A giugno, con sommo gaudio dei contribuenti, non era stato possibile pagarla perché il Consiglio comunale non aveva deliberato le aliquote. Della Tasi, in effetti, nessuno sente la mancanza. Ma la Giunta di palazzo Zanca non ha potuto esimersi dal procedere, ieri, individuando proprio le aliquote, oltre che le detrazioni, da proporre all’assemblea cittadina per il 2014. Da notare che le decisioni comunicate dall’ufficio stampa dell’ente riguardano solo l’abitazione principale e manifestano la volontà dell’amministrazione di applicare il massimo della “pena” previsto dalla legge. Ciò è reso possibile dalla facoltà di apportare un incremento dello 0.8% al tetto massimo del 2,5%. Ma solo a condizione, appunto, che si contemplino delle detrazioni.

Ecco quanto deciso dall’esecutivo del Comune di Messina: aliquota pari al 3,3 per mille per le unità immobiliari adibite ad abitazioni principali (categorie catastali A2, A3, A4, A5, A6, A7) e le relative pertinenze intese, esclusivamente, quelle classificate nelle categorie catastali C2, C6 e C7, nella misura massima di una unità pertinenziale per ciascuna delle categorie indicate e per le unità immobiliari assimilate all’abitazione principale. Restano in ogni caso escluse le abitazioni di categoria A1, A8 e A9 e le relative pertinenze.

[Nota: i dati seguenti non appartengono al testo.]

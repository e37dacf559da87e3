use crate::state::AppState;
use axum::extract::ws::{Message, WebSocket, WebSocketUpgrade};
use axum::extract::{Path, State};
use axum::response::Response;
use greenmon_notify::channels::broadcast::RoomHub;
use std::sync::Arc;
use tokio::sync::broadcast::error::RecvError;

/// Joins the greenhouse room and streams its events as JSON text frames.
pub async fn subscribe(
    ws: WebSocketUpgrade,
    State(state): State<AppState>,
    Path(greenhouse_id): Path<String>,
) -> Response {
    let rooms = state.rooms.clone();
    ws.on_upgrade(move |socket| stream_room(socket, rooms, greenhouse_id))
}

async fn stream_room(mut socket: WebSocket, rooms: Arc<RoomHub>, greenhouse_id: String) {
    let mut rx = rooms.subscribe(&greenhouse_id);
    tracing::info!(greenhouse_id = %greenhouse_id, "Live subscriber joined");

    loop {
        tokio::select! {
            event = rx.recv() => match event {
                Ok(event) => {
                    let text = match serde_json::to_string(&event) {
                        Ok(text) => text,
                        Err(e) => {
                            tracing::error!(error = %e, "Failed to encode live event");
                            continue;
                        }
                    };
                    if socket.send(Message::Text(text.into())).await.is_err() {
                        break;
                    }
                }
                Err(RecvError::Lagged(skipped)) => {
                    tracing::warn!(greenhouse_id = %greenhouse_id, skipped, "Live subscriber lagging");
                }
                Err(RecvError::Closed) => break,
            },
            incoming = socket.recv() => match incoming {
                Some(Ok(Message::Close(_))) | Some(Err(_)) | None => break,
                Some(Ok(_)) => {}
            },
        }
    }

    tracing::info!(greenhouse_id = %greenhouse_id, "Live subscriber left");
}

La Giunta ha stabilito di riconoscere una detrazione di imposta per gli immobili adibiti ad abitazione principale, escluse le pertinenze limitatamente alle categorie catastali da A2 ad A7, nella seguente misura: relativamente alle unità immobiliari appartenenti alla categoria catastale A5 e per gli immobili la cui rendita catastale è compresa tra 0,00 e 100 euro si applica una detrazione fino a totale concorrenza dell’imposta dovuta; per quelli la cui rendita catastale è compresa tra 100,01 e 200,00 euro si applica una detrazione pari al 50 per cento dell’imposta dovuta; per quelli la cui rendita catastale è compresa tra 200,01 e 250,00 euro si applica una detrazione pari al 30 per cento dell’imposta dovuta; per gli immobili la cui rendita catastale è compresa tra 250,01 e 300,00 euro si applica una detrazione pari al 15 per cento dell’imposta dovuta.

Restano in ogni caso escluse le abitazioni di categoria A1, A8 e A9 con le relative pertinenze e gli immobili che abbiano una rendita catastale pari o superiore a 301,00 euro.

Decisa, infine, l’aliquota dello 0 per mille per tutti gli altri immobili e per le aree edificabili.

Qualora, il civico consesso procedesse alla deliberazione delle aliquote entro il prossimo 10 settembre, la prima rata dovrà essere corrisposta entro il 18 ottobre successivo. Diversamente, i cittadini dovranno pagare in un’unica soluzione entro il 16 dicembre.